Este artigo sobre impeachment e a ausência do equilíbrio entre os poderes faz parte do livro “Um NOVO mandato pelo Brasil”, volume 6, da deputada federal Adriana Ventura
Ruy Barbosa, há mais de 100 anos, já falava sobre os contrapesos necessários para impedir o abuso de poder do Judiciário. Há, sim, saídas para que este poder não se sobreponha ao Legislativo. E, uma delas, é o impeachment de Ministro do Supremo Tribunal Federal que venha a extrapolar o poder, tomando decisões arbitrárias, motivadas pelo ativismo judicial, e ferindo os princípios democráticos.
A pior ditadura é a ditadura do Poder Judiciário. Contra ela, não há a quem recorrer.”
Na segunda-feira, 9 de setembro de 2024, 152 deputados federais e eu assinamos um pedido de impedimento do ministro do Supremo Tribunal Federal Alexandre de Moraes. Também com assinatura de 1,5 milhão de brasileiros, o pedido foi entregue em mãos ao presidente do Senado Federal, senador Rodrigo Pacheco.
E qual foi o embasamento para mais este pedido de impeachment do Ministro em questão? Abuso de autoridade, violação dos direitos constitucionais e humanos, violação ao devido processo legal, violações das prerrogativas de advogados, prevaricação no episódio da morte de um preso político do 8 de janeiro de 2023, desrespeito ao Código Penal, violação de direitos políticos de parlamentares no exercício das suas funções, entre outras infrações jurídicas, entre outros.
Vamos lembrar: o ministro do STF Alexandre de Moraes tem usado seu cargo para conduzir investigações eternas, de forma autoritária e sem critérios claros. Os inquéritos da Fake News e o das Milícias Digitais, o primeiro também conhecido como “inquérito do fim do mundo”, estão abertos desde 2019 e 2021, respectivamente. Se não bastasse, nesses inquéritos Moraes atua como investigador, acusador e julgador ao mesmo tempo. Isso fere os princípios básicos do Estado de Direito e não pode ser tolerado.

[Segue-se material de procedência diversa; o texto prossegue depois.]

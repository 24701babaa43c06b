//! Route definitions.

use std::sync::Arc;

use async_trait::async_trait;
use edge_assets::RouteHas;
use edge_core::{Query, RequestAdapter, ResponseAdapter, ResponseError};

use crate::{Params, PathMatcher, RouteError};

/// Pathname and query as seen by the route being evaluated.
#[derive(Debug, Clone, Default, PartialEq, Eq)]
pub struct ParsedUrl {
    pub pathname: String,
    pub query: Query,
}

impl ParsedUrl {
    pub fn new(pathname: impl Into<String>, query: Query) -> Self {
        Self {
            pathname: pathname.into(),
            query,
        }
    }

    /// Split a request url (path and query).
    pub fn parse(url: &str) -> Self {
        let (pathname, search) = url.split_once('?').unwrap_or((url, ""));
        let pathname = if pathname.is_empty() { "/" } else { pathname };
        Self::new(pathname, Query::parse(search))
    }

    pub fn to_url(&self) -> String {
        let search = self.query.to_query_string();
        if search.is_empty() {
            self.pathname.clone()
        } else {
            format!("{}?{}", self.pathname, search)
        }
    }
}

/// What a route handler decided.
#[derive(Debug, Clone, Default, PartialEq, Eq)]
pub struct RouteResult {
    /// The response has been produced; stop routing.
    pub finished: bool,
    /// Continue with this pathname.
    pub pathname: Option<String>,
    /// Continue with this query, merged over the internal keys of the
    /// current one.
    pub query: Option<Query>,
}

impl RouteResult {
    pub fn finished() -> Self {
        Self {
            finished: true,
            ..Default::default()
        }
    }

    pub fn next() -> Self {
        Self::default()
    }

    pub fn rewrite(pathname: impl Into<String>, query: Query) -> Self {
        Self {
            finished: false,
            pathname: Some(pathname.into()),
            query: Some(query),
        }
    }
}

/// Kind of route, which decides how the pathname is matched.
#[derive(Debug, Clone, Copy, PartialEq, Eq)]
pub enum RouteKind {
    Header,
    Redirect,
    Rewrite,
    Route,
}

impl RouteKind {
    /// Custom routes from the routes manifest match the full pathname,
    /// base path and locale included.
    pub fn is_custom(self) -> bool {
        !matches!(self, RouteKind::Route)
    }
}

/// Services the router needs from its owner.
#[async_trait(?Send)]
pub trait RouterContext {
    type Error: From<ResponseError> + From<RouteError>;

    /// Whether a non-dynamic page exists for `pathname`.
    async fn has_page(&self, pathname: &str) -> Result<bool, Self::Error>;

    /// Forward the request to an external rewrite destination and send the
    /// upstream reply.
    async fn proxy(
        &self,
        req: &RequestAdapter,
        res: &ResponseAdapter,
        target_url: &str,
    ) -> Result<(), Self::Error>;
}

/// Route behaviour.
#[async_trait(?Send)]
pub trait RouteHandler<C: RouterContext> {
    async fn handle(
        &self,
        cx: &C,
        req: &RequestAdapter,
        res: &ResponseAdapter,
        params: &Params,
        url: &ParsedUrl,
    ) -> Result<RouteResult, C::Error>;
}

/// One entry of the route table.
pub struct Route<C: RouterContext> {
    pub name: String,
    pub kind: RouteKind,
    pub matcher: PathMatcher,
    pub has: Vec<RouteHas>,
    pub missing: Vec<RouteHas>,
    /// Match against the pathname with the base path kept.
    pub matches_base_path: bool,
    /// Match against the pathname with any locale prefix removed.
    pub matches_locale: bool,
    /// After a rewrite, re-check filesystem routes and pages.
    pub check: bool,
    pub handler: Arc<dyn RouteHandler<C>>,
}

impl<C: RouterContext> Route<C> {
    pub fn new(
        name: impl Into<String>,
        kind: RouteKind,
        pattern: &str,
        handler: Arc<dyn RouteHandler<C>>,
    ) -> Result<Self, RouteError> {
        Ok(Self {
            name: name.into(),
            kind,
            matcher: PathMatcher::compile(pattern)?,
            has: Vec::new(),
            missing: Vec::new(),
            matches_base_path: kind.is_custom(),
            matches_locale: false,
            check: false,
            handler,
        })
    }

    pub fn with_conditions(mut self, has: Vec<RouteHas>, missing: Vec<RouteHas>) -> Self {
        self.has = has;
        self.missing = missing;
        self
    }

    pub fn matches_base_path(mut self, yes: bool) -> Self {
        self.matches_base_path = yes;
        self
    }

    pub fn matches_locale(mut self, yes: bool) -> Self {
        self.matches_locale = yes;
        self
    }

    pub fn check(mut self, yes: bool) -> Self {
        self.check = yes;
        self
    }
}

impl<C: RouterContext> std::fmt::Debug for Route<C> {
    fn fmt(&self, f: &mut std::fmt::Formatter<'_>) -> std::fmt::Result {
        f.debug_struct("Route")
            .field("name", &self.name)
            .field("kind", &self.kind)
            .field("source", &self.matcher.source())
            .field("check", &self.check)
            .finish_non_exhaustive()
    }
}
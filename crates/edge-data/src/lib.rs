//! Outbound proxying for rewrites that point at a declared backend.
//!
//! This crate provides:
//! - `ProxyRequest` - Upstream request with `Host` and `X-Forwarded-*` headers
//! - `Fetcher` - Seam over the platform's outbound `send`
//! - `ProxyClient` - Forward an adapted request and copy the upstream reply back
//! - `TimeoutConfig` - Deadline around the upstream round trip

mod fetcher;
mod proxy;
mod timeout;

pub use fetcher::*;
pub use proxy::*;
pub use timeout::*;
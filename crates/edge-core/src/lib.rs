//! Core abstractions for the edge rendering bridge.
//!
//! This crate provides the fundamental types and traits:
//! - `RequestAdapter` - Node-style view over the immutable platform request
//! - `ResponseAdapter` / `PendingResponse` - Open -> Sent -> Materialized response
//! - `HeaderStore` - Case-insensitive header multimap (`Set-Cookie` as a true list)
//! - `PageModule` - Contract for pre-loaded compiled page and API modules
//! - `Lifecycle` - Ordered per-phase hooks
//! - `ServerConfig` - Deployment configuration

mod body;
mod config;
mod context;
mod headers;
mod lifecycle;
mod module;
mod query;
mod request;
mod response;

pub use body::*;
pub use config::*;
pub use context::*;
pub use headers::*;
pub use lifecycle::*;
pub use module::*;
pub use query::*;
pub use request::*;
pub use response::*;

use std::sync::{Mutex, MutexGuard, PoisonError};

/// Lock a mutex, recovering the data if a previous holder panicked.
pub(crate) fn lock<T>(mutex: &Mutex<T>) -> MutexGuard<'_, T> {
    mutex.lock().unwrap_or_else(PoisonError::into_inner)
}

Prisões ilegais, perseguições políticas e censuras se tornaram marcas registradas do Ministro. Quem fala mal do ministro ou é preso ou, na melhor das hipóteses, é censurado. As mensagens e gravações divulgadas pela Folha de São Paulo no Twitter Files levantam suspeitas de que Moraes molda investigações para prejudicar adversários políticos. As “provas” são produzidas a qualquer custo. Os subordinados têm como missão vasculhar a vida dos inimigos. Plataformas de conteúdo são obrigadas a fornecer informações sob o risco de serem banidas, mesmo sem ordem judicial para tanto. Os alvos de perseguição, por outro lado, sequer sabem que estão sendo investigados.
As ordens de censura, remoção de conteúdo e bloqueio de perfis em redes sociais vindas de Moraes viraram rotina no nosso noticiário. Até mesmo parlamentares que ousam falar mal do ministro supremo são calados e surpreendidos por suas decisões autoritárias. Não importa o que é falado, mas sim QUEM fala.
Essa maneira como Alexandre de Moraes tem conduzido os processos judiciais está minando a confiança da população nas nossas instituições, especialmente no Supremo Tribunal Federal. Essa crise de confiança é extremamente perigosa para a estabilidade e a integridade do nosso sistema democrático. Por isso, é crucial que tomemos medidas para garantir que o Poder Judiciário seja regido por princípios éticos e para que atue dentro dos limites do Estado de Direito. O impeachment de Alexandre de Moraes não é apenas uma questão de justiça; é uma necessidade para impedir a normalização de abusos e arbitrariedades, protegendo assim a nossa democracia.
E o que podemos fazer para esse pedido avançar? Precisamos continuar a pressionar o Senado para que esta casa legislativa atue como o verdadeiro contrapeso ao STF, cumprindo seu papel constitucional de acatar, instaurar e julgar pedidos de impeachment contra ministros que desrespeitam a lei. O futuro da nossa democracia depende da coragem (ou a falta de) dos senadores. E para começar, cabe ao presidente do Senado acatar ou não o pedido, que não tem prazo regimental para a análise.
Esse primeiro passo – a abertura do processo de impeachment do ministro Moraes-, é necessário para mostrar que até mesmo o Judiciário não está acima nem da lei nem da Constituição. A tirania do Judiciário, que Ruy Barbosa alertava e tanto temia, não pode acontecer no Brasil.